JAKARTA, lintasbabel.id - Presiden Joko Widodo (Jokowi) menjadi perbincangan beberapa hari belakangan, usai dirinya meluapkan kemarahan besarnya saat mengetahui bahwa belanja barang dan jasa pemerintah, masih dibanjiri dengan pembelian barang impor.
Presiden sangat menyayangkan bahwa ternyata penggunaan barang buatan dalam negeri, terutama di lingkungan kementerian/lembaga, pemerintah daerah hingga Badan Usaha Milik Negara (BUMN) masih cukup terbatas. Padahal bila transaksi domestik tersebut digenjot, Presiden yakin dampaknya bakal besar bagi perekonomian nasional.
Menyikapi kemarahan Presiden tersebut, Institute For Development of Economics and Finance (Indef) mengungkap bahwa kebiasaan impor di masyarakat Indonesia, termasuk juga di lingkaran penyelenggara negara, sudah terjadi sejak lama, mulai dari alat kesehatan hingga produk tekstil.
"Ada beberapa alasan kenapa kita lebih senang barang impor. Pertama, produk kita terkadang lebih mahal dibandingkan produk impor. Kalau impor, logistiknya lebih murah. Aksesibilitas mendapatkan produknya juga lebih bagus," ujar Wakil Direktur Indef, Eko Listiyanto, dalam Market Review IDX Channel, Selasa (29/3/2022).
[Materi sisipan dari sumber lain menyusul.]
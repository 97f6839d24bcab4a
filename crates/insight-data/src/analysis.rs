//! Top-level ingestion pipeline and dataset snapshot.
//!
//! Runs registry → extractor → join → sort and returns a [`Dataset`]: the
//! three flat tables, the joined date-sorted view, any per-flavor source
//! failures, and build metadata. The dataset is immutable once built;
//! refresh means building a new one.

use std::path::Path;

use insight_core::error::{InsightError, Result};
use insight_core::models::{Column, Flavor, JoinedRecord, PersonLink, SessionRow};
use tracing::{debug, warn};

use crate::aggregate::{distinct_count, group_count, top_values, GroupCount, GroupOrder, ValueCount};
use crate::extract::{extract_flavor, ExtractedTables};
use crate::join::{join, sort_by_date_desc};
use crate::sources::SourceRegistry;

// ── Public types ──────────────────────────────────────────────────────────────

/// A flavor whose extraction pass failed, voiding its whole table set.
#[derive(Debug, Clone)]
pub struct SourceFailure {
    pub flavor: Flavor,
    pub message: String,
}

/// Metadata produced alongside the dataset.
#[derive(Debug, Clone)]
pub struct DatasetMetadata {
    /// ISO-8601 timestamp when this dataset was built.
    pub generated_at: String,
    /// Number of configured sources across all flavors.
    pub sources_configured: usize,
    /// Wall-clock seconds spent reading and extracting batch files.
    pub extract_time_seconds: f64,
    /// Wall-clock seconds spent joining and sorting.
    pub join_time_seconds: f64,
}

/// Headline metrics of the dashboard.
#[derive(Debug, Clone)]
pub struct Kpis {
    pub total_curriculums: usize,
    pub total_lessons: usize,
    pub total_instructors: usize,
    pub total_trainees: usize,
    /// Busiest instructor by link count, with their session count.
    pub top_instructor: ValueCount,
    /// Busiest trainee by link count, with their session count.
    pub top_trainee: ValueCount,
}

/// The process-wide immutable snapshot built by one ingestion run.
#[derive(Debug, Clone)]
pub struct Dataset {
    pub sessions: Vec<SessionRow>,
    pub instructors: Vec<PersonLink>,
    pub trainees: Vec<PersonLink>,
    /// Denormalized view, sorted by date descending.
    pub joined: Vec<JoinedRecord>,
    /// Flavors whose extraction failed (fail-closed: their tables are empty).
    pub source_failures: Vec<SourceFailure>,
    pub metadata: DatasetMetadata,
}

// ── Pipeline ──────────────────────────────────────────────────────────────────

/// Build a dataset from every configured source.
///
/// Each flavor extracts independently and fail-closed: one unreadable
/// source empties that flavor's entire table set and records a
/// [`SourceFailure`], rather than letting partial numbers masquerade as
/// complete ones. The function itself never fails — an unusable dataset is
/// reported through [`Dataset::kpis`] and the failure list.
pub fn build_dataset(data_dir: &Path, registry: &SourceRegistry) -> Dataset {
    let extract_start = std::time::Instant::now();
    let mut tables = ExtractedTables::default();
    let mut source_failures = Vec::new();

    for flavor in Flavor::ALL {
        if registry.for_flavor(flavor).next().is_none() {
            continue;
        }
        match extract_flavor(data_dir, registry, flavor) {
            Ok(extracted) => tables.extend(extracted),
            Err(e) => {
                warn!("Extraction failed for {} flavor: {}", flavor, e);
                source_failures.push(SourceFailure {
                    flavor,
                    message: e.to_string(),
                });
            }
        }
    }
    let extract_time = extract_start.elapsed().as_secs_f64();

    let join_start = std::time::Instant::now();
    let mut joined = join(&tables.sessions, &tables.instructors, &tables.trainees);
    sort_by_date_desc(&mut joined);
    let join_time = join_start.elapsed().as_secs_f64();

    debug!(
        "Dataset built: {} sessions, {} joined rows, {} failed flavors",
        tables.sessions.len(),
        joined.len(),
        source_failures.len(),
    );

    Dataset {
        sessions: tables.sessions,
        instructors: tables.instructors,
        trainees: tables.trainees,
        joined,
        source_failures,
        metadata: DatasetMetadata {
            generated_at: chrono::Utc::now().to_rfc3339(),
            sources_configured: registry.len(),
            extract_time_seconds: extract_time,
            join_time_seconds: join_time,
        },
    }
}

// ── Dataset ───────────────────────────────────────────────────────────────────

impl Dataset {
    /// `true` when the dataset cannot back valid KPIs: a flavor failed
    /// (fail-closed) or nothing was loaded at all.
    pub fn is_unavailable(&self) -> bool {
        !self.source_failures.is_empty() || self.sessions.is_empty()
    }

    /// Human-readable reason the dataset is unavailable, or `None`.
    pub fn unavailable_reason(&self) -> Option<String> {
        if let Some(failure) = self.source_failures.first() {
            return Some(format!("{} flavor failed: {}", failure.flavor, failure.message));
        }
        if self.sessions.is_empty() {
            return Some("no sessions loaded".to_string());
        }
        None
    }

    /// Headline KPIs, computed over the flat tables so that the join's
    /// cross-product expansion does not inflate anyone's counts.
    ///
    /// Fails with [`InsightError::EmptyInput`] when the dataset is
    /// unavailable — the caller must surface "unavailable", never a zero
    /// pretending to be a valid count.
    pub fn kpis(&self) -> Result<Kpis> {
        if let Some(reason) = self.unavailable_reason() {
            return Err(InsightError::EmptyInput(reason));
        }

        let top_instructor = top_values(
            self.instructors.iter().map(|l| l.display_name.clone()),
            1,
            "instructor",
        )?
        .remove(0);
        let top_trainee = top_values(
            self.trainees.iter().map(|l| l.display_name.clone()),
            1,
            "trainee",
        )?
        .remove(0);

        Ok(Kpis {
            total_curriculums: distinct_count(
                self.sessions.iter().map(|s| s.curriculum_code.as_str()),
            ),
            total_lessons: distinct_count(self.sessions.iter().map(|s| s.lesson_name.as_str())),
            total_instructors: distinct_count(
                self.instructors.iter().map(|l| l.display_name.as_str()),
            ),
            total_trainees: distinct_count(self.trainees.iter().map(|l| l.display_name.as_str())),
            top_instructor,
            top_trainee,
        })
    }

    /// Session counts per curriculum × lesson pair, for the distribution
    /// chart.
    pub fn lesson_distribution(&self) -> Vec<GroupCount> {
        group_count(
            &self.joined,
            &[Column::CurriculumCode, Column::LessonName],
            GroupOrder::FirstSeen,
        )
    }
}

// ── Tests ─────────────────────────────────────────────────────────────────────

#[cfg(test)]
mod tests {
    use super::*;
    use crate::sources::BatchSource;
    use tempfile::TempDir;

    fn write_batch(dir: &Path, name: &str, doc: &serde_json::Value) {
        std::fs::write(dir.join(name), serde_json::to_string(doc).unwrap()).unwrap();
    }

    /// Simulator batch: session S1 on 15/01 with 1 instructor, 2 trainees.
    fn simulator_doc() -> serde_json::Value {
        serde_json::json!({
            "responseData": [{
                "sessions": [{
                    "sessionId": "S1",
                    "date": "15/01/2025",
                    "trainingCourseCode": "A320-TR",
                    "componentName": "LOFT 1",
                    "startTime": "08:00",
                    "endTime": "12:00",
                    "instructors": [
                        {"name": "Alice", "staffNumber": "1001", "dutyCode": "TRI"}
                    ],
                    "trainee": [
                        {"name": "Bob", "staffNumber": "2002", "dutyCode": "FO"},
                        {"name": "Carol", "staffNumber": "2003", "dutyCode": "CPT"}
                    ]
                }]
            }]
        })
    }

    /// Ground batch: session S2 on 20/01 with 0 instructors, 1 trainee.
    fn ground_doc() -> serde_json::Value {
        serde_json::json!({
            "responseData": [{
                "sessions": [{
                    "sessionId": "S2",
                    "date": "20/01/2025",
                    "trainingCourseCode": "B737-GS",
                    "componentName": "Performance",
                    "start Time": "09:00",
                    "endTime": "11:00",
                    "instructors": [],
                    "trainees": [
                        {"name": "Dave", "staffNumber": "3003", "dutyCode": "FO"}
                    ]
                }]
            }]
        })
    }

    fn two_flavor_registry() -> SourceRegistry {
        SourceRegistry::new(vec![
            BatchSource::new("sim.JSON", Flavor::Simulator),
            BatchSource::new("ground.JSON", Flavor::Ground),
        ])
    }

    // ── end-to-end scenario ────────────────────────────────────────────────

    #[test]
    fn test_build_dataset_two_flavors_end_to_end() {
        let dir = TempDir::new().unwrap();
        write_batch(dir.path(), "sim.JSON", &simulator_doc());
        write_batch(dir.path(), "ground.JSON", &ground_doc());

        let dataset = build_dataset(dir.path(), &two_flavor_registry());

        assert!(dataset.source_failures.is_empty());
        assert_eq!(dataset.sessions.len(), 2);

        // S1: 1 instructor × 2 trainees = 2 rows; S2: 0 × 1 = 1 row.
        assert_eq!(dataset.joined.len(), 3);
        let s1_rows: Vec<_> = dataset.joined.iter().filter(|r| r.session_id == "S1").collect();
        let s2_rows: Vec<_> = dataset.joined.iter().filter(|r| r.session_id == "S2").collect();
        assert_eq!(s1_rows.len(), 2);
        assert_eq!(s2_rows.len(), 1);
        assert!(s2_rows[0].instructor.is_none());
        assert_eq!(s2_rows[0].trainee.as_ref().unwrap().display_name, "Dave (3003)");

        // Sorted date descending: S2 (20/01) before S1 (15/01).
        assert_eq!(dataset.joined[0].session_id, "S2");
    }

    #[test]
    fn test_dataset_kpis() {
        let dir = TempDir::new().unwrap();
        write_batch(dir.path(), "sim.JSON", &simulator_doc());
        write_batch(dir.path(), "ground.JSON", &ground_doc());

        let dataset = build_dataset(dir.path(), &two_flavor_registry());
        let kpis = dataset.kpis().unwrap();

        assert_eq!(kpis.total_curriculums, 2);
        assert_eq!(kpis.total_lessons, 2);
        assert_eq!(kpis.total_instructors, 1);
        assert_eq!(kpis.total_trainees, 3);
        assert_eq!(kpis.top_instructor.value, "Alice (1001)");
        assert_eq!(kpis.top_instructor.count, 1);
        // Bob, Carol and Dave each appear once; first-seen wins the tie.
        assert_eq!(kpis.top_trainee.value, "Bob (2002)");
    }

    #[test]
    fn test_missing_source_fails_closed_for_its_flavor() {
        let dir = TempDir::new().unwrap();
        write_batch(dir.path(), "sim.JSON", &simulator_doc());
        // ground.JSON deliberately absent.

        let dataset = build_dataset(dir.path(), &two_flavor_registry());

        // Simulator tables load; ground flavor is voided entirely.
        assert_eq!(dataset.sessions.len(), 1);
        assert_eq!(dataset.source_failures.len(), 1);
        assert_eq!(dataset.source_failures[0].flavor, Flavor::Ground);

        // KPIs must surface as unavailable, not as valid-looking zeros.
        assert!(dataset.is_unavailable());
        let err = dataset.kpis().unwrap_err();
        assert!(matches!(err, InsightError::EmptyInput(_)));
        assert!(dataset.unavailable_reason().unwrap().contains("ground"));
    }

    #[test]
    fn test_empty_registry_dataset_unavailable() {
        let dir = TempDir::new().unwrap();
        let dataset = build_dataset(dir.path(), &SourceRegistry::new(vec![]));

        assert!(dataset.source_failures.is_empty());
        assert!(dataset.is_unavailable());
        assert_eq!(dataset.unavailable_reason().unwrap(), "no sessions loaded");
    }

    #[test]
    fn test_lesson_distribution() {
        let dir = TempDir::new().unwrap();
        write_batch(dir.path(), "sim.JSON", &simulator_doc());
        write_batch(dir.path(), "ground.JSON", &ground_doc());

        let dataset = build_dataset(dir.path(), &two_flavor_registry());
        let distribution = dataset.lesson_distribution();

        assert_eq!(distribution.len(), 2);
        // Joined view is date-descending, so B737 appears first.
        assert_eq!(distribution[0].key, vec!["B737-GS", "Performance"]);
        assert_eq!(distribution[0].count, 1);
        assert_eq!(distribution[1].key, vec!["A320-TR", "LOFT 1"]);
        assert_eq!(distribution[1].count, 2);
    }

    #[test]
    fn test_metadata_populated() {
        let dir = TempDir::new().unwrap();
        write_batch(dir.path(), "sim.JSON", &simulator_doc());
        write_batch(dir.path(), "ground.JSON", &ground_doc());

        let dataset = build_dataset(dir.path(), &two_flavor_registry());

        assert!(!dataset.metadata.generated_at.is_empty());
        assert_eq!(dataset.metadata.sources_configured, 2);
        assert!(dataset.metadata.extract_time_seconds >= 0.0);
        assert!(dataset.metadata.join_time_seconds >= 0.0);
    }
}
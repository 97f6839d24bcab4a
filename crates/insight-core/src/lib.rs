//! Core domain model for TMS Training Insights.
//!
//! Defines the canonical record types produced by ingestion (sessions,
//! instructor/trainee links, joined rows), the canonical column projection
//! shared by search and export, date coercion, the error taxonomy and the
//! CLI settings.

pub mod dates;
pub mod error;
pub mod models;
pub mod settings;
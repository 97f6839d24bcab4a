use clap::Parser;
use std::path::PathBuf;

// ── Settings (CLI) ─────────────────────────────────────────────────────────────

/// Training-session insights over periodic TMS batch exports
#[derive(Parser, Debug, Clone)]
pub struct Settings {
    /// Directory containing the batch export files
    #[arg(long, env = "TMS_INSIGHTS_DATA")]
    pub data_dir: Option<PathBuf>,

    /// Logging level
    #[arg(long, default_value = "INFO", value_parser = ["DEBUG", "INFO", "WARNING", "ERROR"])]
    pub log_level: String,

    /// Log file path (stderr when absent)
    #[arg(long)]
    pub log_file: Option<PathBuf>,
}

impl Settings {
    /// Resolve the batch data directory.
    ///
    /// Order: `--data-dir` / `TMS_INSIGHTS_DATA`, then the default
    /// `~/.tms-insights/batches`. The directory is not required to exist —
    /// a missing source surfaces later as the fail-closed empty dataset.
    pub fn resolve_data_dir(&self) -> PathBuf {
        if let Some(dir) = &self.data_dir {
            return dir.clone();
        }
        default_data_dir()
    }
}

/// Default batch directory: `~/.tms-insights/batches`.
pub fn default_data_dir() -> PathBuf {
    let home = dirs::home_dir().unwrap_or_else(|| PathBuf::from("."));
    home.join(".tms-insights").join("batches")
}

// ── Tests ─────────────────────────────────────────────────────────────────────

#[cfg(test)]
mod tests {
    use super::*;

    fn parse(args: &[&str]) -> Settings {
        Settings::try_parse_from(args).expect("settings parse")
    }

    #[test]
    fn test_explicit_data_dir_wins() {
        let settings = parse(&["tms-insights", "--data-dir", "/srv/batches"]);
        assert_eq!(settings.resolve_data_dir(), PathBuf::from("/srv/batches"));
    }

    #[test]
    fn test_default_data_dir_under_home() {
        let settings = parse(&["tms-insights"]);
        let resolved = settings.resolve_data_dir();
        assert!(resolved.ends_with(".tms-insights/batches"));
    }

    #[test]
    fn test_default_log_level_is_info() {
        let settings = parse(&["tms-insights"]);
        assert_eq!(settings.log_level, "INFO");
        assert!(settings.log_file.is_none());
    }

    #[test]
    fn test_invalid_log_level_rejected() {
        let result = Settings::try_parse_from(["tms-insights", "--log-level", "TRACE"]);
        assert!(result.is_err());
    }
}
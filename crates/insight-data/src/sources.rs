//! Batch source registry.
//!
//! Each dataset flavor ships as a fixed, pre-configured list of export
//! files covering successive date ranges. The registry is the only place
//! that knows which files exist and which flavor each one carries;
//! extraction dispatches on the registry's flavor tag, never on file
//! content.

use std::path::Path;

use insight_core::models::Flavor;
use tracing::warn;

// ── Configured source lists ───────────────────────────────────────────────────

/// Simulator export files, Dec 2024 – Jul 2025.
const SIMULATOR_FILES: &[&str] = &[
    "S_01-15_DEC24_response.JSON",
    "S_15-31_DEC24_response.JSON",
    "S_01-15_JAN25_response.JSON",
    "S_15-31_JAN25_response.JSON",
    "S_01-15_FEB25_response.JSON",
    "S_15-28_FEB25_response.JSON",
    "S_01-15_MAR25_response.JSON",
    "S_15-31_MAR25_response.JSON",
    "S_01-15_APR25_response.JSON",
    "S_15-30_APR25_response.JSON",
    "S_01-31_MAY25_response.JSON",
    "S_01-30_JUN25_response.JSON",
    "S_28MAY25_31JUL25_response.JSON",
];

/// Ground-school export files (monthly cadence), Dec 2024 – Jul 2025.
const GROUND_FILES: &[&str] = &[
    "G_DEC24_response.JSON",
    "G_JAN25_response.JSON",
    "G_FEB25_response.JSON",
    "G_MAR25_response.JSON",
    "G_APR25_response.JSON",
    "G_MAY25_response.JSON",
    "G_JUN25_response.JSON",
    "G_JUL25_response.JSON",
];

// ── BatchSource ───────────────────────────────────────────────────────────────

/// One pre-configured input document, tagged with its schema flavor.
#[derive(Debug, Clone, PartialEq, Eq)]
pub struct BatchSource {
    /// File name relative to the batch data directory.
    pub file_name: String,
    pub flavor: Flavor,
}

impl BatchSource {
    pub fn new(file_name: impl Into<String>, flavor: Flavor) -> Self {
        Self {
            file_name: file_name.into(),
            flavor,
        }
    }
}

// ── SourceRegistry ────────────────────────────────────────────────────────────

/// Static enumeration of the batch sources for both flavors.
///
/// Not user-configurable at runtime; construction-time override exists for
/// tests and alternative deployments.
#[derive(Debug, Clone)]
pub struct SourceRegistry {
    sources: Vec<BatchSource>,
}

impl Default for SourceRegistry {
    fn default() -> Self {
        let mut sources = Vec::with_capacity(SIMULATOR_FILES.len() + GROUND_FILES.len());
        for file in SIMULATOR_FILES {
            sources.push(BatchSource::new(*file, Flavor::Simulator));
        }
        for file in GROUND_FILES {
            sources.push(BatchSource::new(*file, Flavor::Ground));
        }
        Self { sources }
    }
}

impl SourceRegistry {
    /// Build a registry from an explicit source list.
    pub fn new(sources: Vec<BatchSource>) -> Self {
        Self { sources }
    }

    /// All configured sources, in registry order.
    pub fn iter(&self) -> impl Iterator<Item = &BatchSource> {
        self.sources.iter()
    }

    /// The configured sources of one flavor, in registry order.
    pub fn for_flavor(&self, flavor: Flavor) -> impl Iterator<Item = &BatchSource> {
        self.sources.iter().filter(move |s| s.flavor == flavor)
    }

    pub fn len(&self) -> usize {
        self.sources.len()
    }

    pub fn is_empty(&self) -> bool {
        self.sources.is_empty()
    }

    /// Compare the registry against the batch directory on disk.
    ///
    /// Used by the `sources` report: a missing registered file is a
    /// configuration-level problem reported once, never retried.
    pub fn audit(&self, data_dir: &Path) -> SourceAudit {
        let on_disk = discover_batch_files(data_dir);

        let registered = self
            .sources
            .iter()
            .map(|source| {
                let present = on_disk.iter().any(|f| f == &source.file_name);
                (source.clone(), present)
            })
            .collect();

        let unregistered = on_disk
            .into_iter()
            .filter(|f| !self.sources.iter().any(|s| &s.file_name == f))
            .collect();

        SourceAudit {
            registered,
            unregistered,
        }
    }
}

/// Result of comparing the registry against the files present on disk.
#[derive(Debug, Clone)]
pub struct SourceAudit {
    /// Every configured source paired with its on-disk presence.
    pub registered: Vec<(BatchSource, bool)>,
    /// Batch-looking files on disk that no registry entry claims.
    pub unregistered: Vec<String>,
}

impl SourceAudit {
    /// File names of configured sources missing from disk.
    pub fn missing(&self) -> Vec<&str> {
        self.registered
            .iter()
            .filter(|(_, present)| !present)
            .map(|(s, _)| s.file_name.as_str())
            .collect()
    }
}

/// Find all `.json` batch files directly under `data_dir`, sorted by name.
pub fn discover_batch_files(data_dir: &Path) -> Vec<String> {
    if !data_dir.exists() {
        warn!("Batch data directory does not exist: {}", data_dir.display());
        return Vec::new();
    }

    let mut files: Vec<String> = walkdir::WalkDir::new(data_dir)
        .max_depth(1)
        .into_iter()
        .filter_map(|entry| entry.ok())
        .filter(|entry| {
            entry.file_type().is_file()
                && entry
                    .path()
                    .extension()
                    .map(|ext| ext.eq_ignore_ascii_case("json"))
                    .unwrap_or(false)
        })
        .filter_map(|entry| entry.file_name().to_str().map(|s| s.to_string()))
        .collect();

    files.sort();
    files
}

// ── Tests ─────────────────────────────────────────────────────────────────────

#[cfg(test)]
mod tests {
    use super::*;
    use tempfile::TempDir;

    #[test]
    fn test_default_registry_covers_both_flavors() {
        let registry = SourceRegistry::default();
        assert_eq!(registry.for_flavor(Flavor::Simulator).count(), 13);
        assert_eq!(registry.for_flavor(Flavor::Ground).count(), 8);
        assert_eq!(registry.len(), 21);
    }

    #[test]
    fn test_default_registry_keeps_file_order() {
        let registry = SourceRegistry::default();
        let first = registry.for_flavor(Flavor::Simulator).next().unwrap();
        assert_eq!(first.file_name, "S_01-15_DEC24_response.JSON");
    }

    #[test]
    fn test_custom_registry() {
        let registry = SourceRegistry::new(vec![BatchSource::new("x.JSON", Flavor::Ground)]);
        assert_eq!(registry.len(), 1);
        assert_eq!(registry.for_flavor(Flavor::Simulator).count(), 0);
    }

    #[test]
    fn test_discover_batch_files_sorted_and_filtered() {
        let dir = TempDir::new().unwrap();
        std::fs::write(dir.path().join("b.JSON"), "{}").unwrap();
        std::fs::write(dir.path().join("a.json"), "{}").unwrap();
        std::fs::write(dir.path().join("notes.txt"), "x").unwrap();

        let files = discover_batch_files(dir.path());
        assert_eq!(files, vec!["a.json", "b.JSON"]);
    }

    #[test]
    fn test_discover_batch_files_missing_dir() {
        let files = discover_batch_files(Path::new("/tmp/does-not-exist-insights-test"));
        assert!(files.is_empty());
    }

    #[test]
    fn test_discover_ignores_nested_directories() {
        let dir = TempDir::new().unwrap();
        let nested = dir.path().join("archive");
        std::fs::create_dir_all(&nested).unwrap();
        std::fs::write(nested.join("old.JSON"), "{}").unwrap();
        std::fs::write(dir.path().join("current.JSON"), "{}").unwrap();

        let files = discover_batch_files(dir.path());
        assert_eq!(files, vec!["current.JSON"]);
    }

    #[test]
    fn test_audit_reports_missing_and_unregistered() {
        let dir = TempDir::new().unwrap();
        std::fs::write(dir.path().join("present.JSON"), "{}").unwrap();
        std::fs::write(dir.path().join("stray.JSON"), "{}").unwrap();

        let registry = SourceRegistry::new(vec![
            BatchSource::new("present.JSON", Flavor::Simulator),
            BatchSource::new("absent.JSON", Flavor::Ground),
        ]);
        let audit = registry.audit(dir.path());

        assert_eq!(audit.missing(), vec!["absent.JSON"]);
        assert_eq!(audit.unregistered, vec!["stray.JSON"]);
        assert_eq!(audit.registered.len(), 2);
    }
}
Pada sektor kesehatan, misalnya, Indonesia disebut Eko telah mengimpor lebih dari 90 persen bahkan sebelum pandemi. Sehingga ketika pandemi terjadi, terlihat jelas bagaimana tertatihnya kinerja sektor kesehatan nasional lantaran selama ini sangat bergantung pada pasokan barang dari luar negeri.
"Ini makanya harus ada kebijakan yang bisa mengubah secara struktural. Misalnya dengan mengembangkan riset, sehingga Indonesia bisa memproduksi obat dan alat kesehatan," ujarnya.